In order to assess the performance of the filters, a semi-industrial 75-liter fed-batch crystallizer has been taken as a benchmark; the process at hand is adequately represented by a moment model consisting of the first five leading moments of the crystal size distribution and the solute concentration balance. The performance of the filters has been evaluated in the closed-loop mode in terms of their estimation accuracy and computational burden. In various tests, the effect of different sources of error on performance deterioration of the model-based control strategy due to poor state estimation has also been investigated.
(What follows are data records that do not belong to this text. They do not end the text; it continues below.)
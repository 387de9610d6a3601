//! Component C5, the two filter pools, grounded on
//! `original_source/QueryFilter.cpp`/`ReplyFilter.cpp` and the shared
//! `ThreadPool`/`MessageQueue` base from `dnsproxy.h`.
//!
//! A pool is a fixed work queue (`mpsc`) shared by a growable set of tokio
//! tasks instead of OS threads; `ThreadSaturation`'s "ask the main thread to
//! spin up a worker" becomes spawning the extra task directly, since tokio
//! tasks are cheap enough that the original's indirection through a
//! supervisor message queue buys nothing here.

use std::net::SocketAddr;
use std::sync::atomic::{AtomicUsize, Ordering};
use std::sync::Arc;

use tokio::net::UdpSocket;
use tokio::sync::{mpsc, Mutex};
use tracing::{debug, error, info, warn};

use crate::client;
use crate::context::{Context, WorkItem};
use crate::dns;
use crate::enums::Transport;
use crate::policy::{self, PolicyDecision};
use crate::table::OutstandingQuery;
use crate::upstream;

type SharedReceiver = Arc<Mutex<mpsc::Receiver<WorkItem>>>;

/// Runs the query pool until its channel closes or shutdown fires.
/// Mirrors `QueryFilter::ThreadCallback`.
pub async fn run_query_pool(ctx: Arc<Context>, push_sockets: Arc<Vec<Arc<UdpSocket>>>, rx: mpsc::Receiver<WorkItem>) {
    let config = ctx.config.query_filter.clone();
    let shared_rx: SharedReceiver = Arc::new(Mutex::new(rx));
    let busy = Arc::new(AtomicUsize::new(0));
    let total = Arc::new(AtomicUsize::new(config.start_threads));

    let mut handles = Vec::with_capacity(config.start_threads);
    for _ in 0..config.start_threads {
        handles.push(tokio::spawn(query_worker(
            ctx.clone(),
            push_sockets.clone(),
            shared_rx.clone(),
            busy.clone(),
            total.clone(),
            config.limit_threads,
        )));
    }
    for handle in handles {
        let _ = handle.await;
    }
}

/// Runs the reply pool until its channel closes or shutdown fires.
/// Mirrors `ReplyFilter::ThreadCallback`.
pub async fn run_reply_pool(ctx: Arc<Context>, rx: mpsc::Receiver<WorkItem>) {
    let config = ctx.config.reply_filter.clone();
    let shared_rx: SharedReceiver = Arc::new(Mutex::new(rx));
    let busy = Arc::new(AtomicUsize::new(0));
    let total = Arc::new(AtomicUsize::new(config.start_threads));

    let mut handles = Vec::with_capacity(config.start_threads);
    for _ in 0..config.start_threads {
        handles.push(tokio::spawn(reply_worker(
            ctx.clone(),
            shared_rx.clone(),
            busy.clone(),
            total.clone(),
            config.limit_threads,
        )));
    }
    for handle in handles {
        let _ = handle.await;
    }
}

async fn next_item(ctx: &Context, rx: &SharedReceiver) -> Option<WorkItem> {
    let mut guard = rx.lock().await;
    tokio::select! {
        _ = ctx.shutdown.cancelled() => None,
        item = guard.recv() => item,
    }
}

/// Bumps `busy`; if every existing worker is now busy and the pool hasn't
/// hit its configured ceiling, spawns one more. Mirrors
/// `ThreadPool::ThreadSaturation`'s "ask for a new thread" signal.
fn note_busy_and_maybe_grow<F, Fut>(busy: &Arc<AtomicUsize>, total: &Arc<AtomicUsize>, limit: usize, spawn_more: F)
where
    F: FnOnce() -> Fut,
    Fut: std::future::Future<Output = ()> + Send + 'static,
{
    let now_busy = busy.fetch_add(1, Ordering::SeqCst) + 1;
    let current_total = total.load(Ordering::SeqCst);
    if now_busy >= current_total && current_total < limit {
        total.fetch_add(1, Ordering::SeqCst);
        info!(workers = current_total + 1, "filter pool grew to {} workers", current_total + 1);
        tokio::spawn(spawn_more());
    }
}

fn query_worker(
    ctx: Arc<Context>,
    push_sockets: Arc<Vec<Arc<UdpSocket>>>,
    rx: SharedReceiver,
    busy: Arc<AtomicUsize>,
    total: Arc<AtomicUsize>,
    limit: usize,
) -> std::pin::Pin<Box<dyn std::future::Future<Output = ()> + Send>> {
    Box::pin(async move {
        loop {
            let Some((grid, slot)) = next_item(&ctx, &rx).await else {
                return;
            };

            note_busy_and_maybe_grow(&busy, &total, limit, {
                let ctx = ctx.clone();
                let push_sockets = push_sockets.clone();
                let rx = rx.clone();
                let busy = busy.clone();
                let total = total.clone();
                move || query_worker(ctx, push_sockets, rx, busy, total, limit)
            });

            process_query(&ctx, &push_sockets, grid, slot).await;
            busy.fetch_sub(1, Ordering::SeqCst);
        }
    })
}

fn reply_worker(
    ctx: Arc<Context>,
    rx: SharedReceiver,
    busy: Arc<AtomicUsize>,
    total: Arc<AtomicUsize>,
    limit: usize,
) -> std::pin::Pin<Box<dyn std::future::Future<Output = ()> + Send>> {
    Box::pin(async move {
        loop {
            let Some((grid, slot)) = next_item(&ctx, &rx).await else {
                return;
            };

            note_busy_and_maybe_grow(&busy, &total, limit, {
                let ctx = ctx.clone();
                let rx = rx.clone();
                let busy = busy.clone();
                let total = total.clone();
                move || reply_worker(ctx, rx, busy, total, limit)
            });

            process_reply(&ctx, grid, slot).await;
            busy.fetch_sub(1, Ordering::SeqCst);
        }
    })
}

fn origin_v4_string(origin: SocketAddr) -> Option<String> {
    match origin {
        SocketAddr::V4(v4) => Some(v4.ip().to_string()),
        SocketAddr::V6(_) => None,
    }
}

pub(crate) async fn process_query(ctx: &Arc<Context>, push_sockets: &Arc<Vec<Arc<UdpSocket>>>, grid: u16, slot: u16) {
    debug!(grid, slot, "query filter processing index");

    let Some(entry) = ctx.table.retrieve(grid, slot).await else {
        return;
    };

    let Some(origin_addr) = origin_v4_string(entry.origin) else {
        warn!(grid, slot, "non-IPv4 client origin, blocking");
        block_and_remove(ctx, grid, slot, &entry).await;
        return;
    };

    let Some(network) = ctx.network.lookup(&origin_addr).cloned() else {
        warn!(origin = %origin_addr, "received query from unknown network");
        block_and_remove(ctx, grid, slot, &entry).await;
        return;
    };

    match policy::evaluate(&ctx.pool, &network, &entry.q_name).await {
        Ok(PolicyDecision::Forward) => forward(ctx, push_sockets, entry).await,
        Ok(PolicyDecision::Block) => block_and_remove(ctx, grid, slot, &entry).await,
        Err(err) => {
            error!(?err, "fatal policy store error, shutting down");
            ctx.shutdown.cancel();
            ctx.table.remove(grid, slot);
        }
    }
}

pub(crate) async fn forward(ctx: &Arc<Context>, push_sockets: &Arc<Vec<Arc<UdpSocket>>>, entry: OutstandingQuery) {
    let result = match entry.transport {
        Transport::Udp => upstream::forward_udp_query(ctx, push_sockets, &entry).await,
        Transport::Tcp => upstream::forward_tcp_query(ctx.clone(), entry).await,
    };
    if let Err(err) = result {
        warn!(?err, "failed forwarding query upstream");
    }
}

pub(crate) async fn block_and_remove(ctx: &Arc<Context>, grid: u16, slot: u16, entry: &OutstandingQuery) {
    transmit_block_target(ctx, entry).await;
    ctx.table.remove(grid, slot);
}

/// Builds and sends the synthetic block answer, mirroring
/// `QueryFilter::TransmitBlockTarget`.
pub(crate) async fn transmit_block_target(ctx: &Arc<Context>, entry: &OutstandingQuery) {
    let synthetic_query = crate::dns::ParsedQuery {
        header: crate::dns::Header {
            id: entry.q_id,
            qr: false,
            opcode: 0,
            authoritative: false,
            truncated: false,
            recursion_desired: entry.recursion_desired,
            recursion_available: false,
            z: false,
            ad: false,
            cd: false,
            rcode: 0,
            qdcount: 1,
            ancount: 0,
            nscount: 0,
            arcount: 0,
        },
        qname: entry.q_name.clone(),
        qname_labels: entry.q_name_labels.clone(),
        qtype: entry.q_type,
        qclass: entry.q_class,
    };

    let reply = match dns::build_block_reply(&synthetic_query, ctx.config.blocking.server_addr) {
        Ok(bytes) => bytes,
        Err(err) => {
            error!(?err, "failed building block reply");
            return;
        }
    };

    let mut with_reply = entry.clone();
    with_reply.raw_reply = Some(reply);
    if let Err(err) = client::forward_reply(&with_reply).await {
        warn!(?err, "failed delivering block reply to client");
    }
}

pub(crate) async fn process_reply(ctx: &Arc<Context>, grid: u16, slot: u16) {
    debug!(grid, slot, "reply filter processing index");

    let Some(entry) = ctx.table.retrieve(grid, slot).await else {
        return;
    };

    if let Err(err) = client::forward_reply(&entry).await {
        warn!(?err, grid, slot, "failed delivering reply to client");
    }

    ctx.table.remove(grid, slot);
}

#[cfg(test)]
mod tests {
    use super::*;

    #[tokio::test]
    async fn grows_once_every_worker_is_busy_and_under_limit() {
        let busy = Arc::new(AtomicUsize::new(0));
        let total = Arc::new(AtomicUsize::new(2));
        let grew = Arc::new(AtomicUsize::new(0));

        for _ in 0..2 {
            let grew = grew.clone();
            note_busy_and_maybe_grow(&busy, &total, 4, move || {
                grew.fetch_add(1, Ordering::SeqCst);
                async {}
            });
        }

        assert_eq!(total.load(Ordering::SeqCst), 3);
        assert_eq!(grew.load(Ordering::SeqCst), 1);
    }

    #[tokio::test]
    async fn never_grows_past_the_configured_limit() {
        let busy = Arc::new(AtomicUsize::new(0));
        let total = Arc::new(AtomicUsize::new(2));

        for _ in 0..5 {
            note_busy_and_maybe_grow(&busy, &total, 2, || async {});
        }

        assert_eq!(total.load(Ordering::SeqCst), 2);
    }
}
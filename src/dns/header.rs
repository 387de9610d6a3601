//! The 12-byte DNS message header, RFC 1035 §4.1.1.

use packed_struct::prelude::*;

/// The header of a DNS transmission, either a query or a reply.
#[derive(Debug, PackedStruct, PartialEq, Eq, Clone, Copy)]
#[packed_struct(bit_numbering = "msb0", size_bytes = "12")]
pub struct Header {
    /// The query ID, copied verbatim between query and reply on the wire
    /// (though the reply actually sent upstream carries `slot`, not this
    /// value — see `table.rs`).
    #[packed_field(bits = "0..=15", endian = "msb")]
    pub id: u16,
    /// False for a query, true for a response.
    #[packed_field(bits = "16")]
    pub qr: bool,
    #[packed_field(bits = "17..=20", endian = "msb")]
    pub opcode: u8,
    #[packed_field(bits = "21")]
    pub authoritative: bool,
    #[packed_field(bits = "22")]
    pub truncated: bool,
    /// RD — set in a query, copied into the response.
    #[packed_field(bits = "23")]
    pub recursion_desired: bool,
    #[packed_field(bits = "24")]
    pub recursion_available: bool,
    #[packed_field(bits = "25")]
    pub z: bool,
    #[packed_field(bits = "26")]
    pub ad: bool,
    #[packed_field(bits = "27")]
    pub cd: bool,
    #[packed_field(bits = "28..=31", endian = "msb")]
    pub rcode: u8,
    #[packed_field(bits = "32..=47", endian = "msb")]
    pub qdcount: u16,
    #[packed_field(bits = "48..=63", endian = "msb")]
    pub ancount: u16,
    #[packed_field(bits = "64..=79", endian = "msb")]
    pub nscount: u16,
    #[packed_field(bits = "80..=95", endian = "msb")]
    pub arcount: u16,
}

impl Header {
    /// Builds the header for a block/upstream reply that mirrors `self`
    /// (the query header), per spec.md §4.1 "Build operation".
    pub fn as_reply(self, ancount: u16) -> Header {
        Header {
            qr: true,
            authoritative: true,
            recursion_available: self.recursion_desired,
            qdcount: 1,
            ancount,
            nscount: 0,
            arcount: 0,
            ..self
        }
    }
}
The results of this study clearly indicate the importance of assessing various characteristics of an observation technique in the receding horizon framework when the observer is to be designed for a real-time model-based control application. The simulation results reveal that all three filters exhibit almost the same estimation accuracy, though the EnKF has a somewhat higher computational burden in the closed-loop mode. Fairly smooth state profiles are however obtained using the EnKF as its tuning can be done more easily than the other filters. Furthermore, the closed-loop tests show that in the presence of plant-model mismatch and uncertain initial conditions all the filtering techniques fail to satisfactorily fulfill the control objective, which is to follow a predetermined growth rate reference trajectory. This necessitates the addition of extra system states, the so-called augmented states, in order to restore the effectiveness of the control strategy. The augmented states enable us to account for biased state estimations in the observer. This issue is currently being investigated.

[1] A. Mesbah, A.N. Kalbasenka, A.E.M. Huesman, H.J.M. Kramer and P.M.J. Van den Hof. Real-time dynamic optimization of batch crystallization processes. In the Proceedings of the 17th IFAC Congress, p. 3246-3251, Seoul, July 2008.

[2] Z.K. Nagy. Model based control approach for batch crystallization product design. In the Proceedings of the 17th IFAC Congress, p. 970-975, Seoul, July 2008.

[3] G. Evensen. The ensemble Kalman filter: theoretical formulation and practical implementation. Ocean dynamics, 2003.

[4] R. van der Merwe and E. Wan. Sigma-point Kalman filters for probabilistic inference in dynamic state-space models. In the Proceedings of the Workshop on Advances in Machine Learning, Montreal, 2003.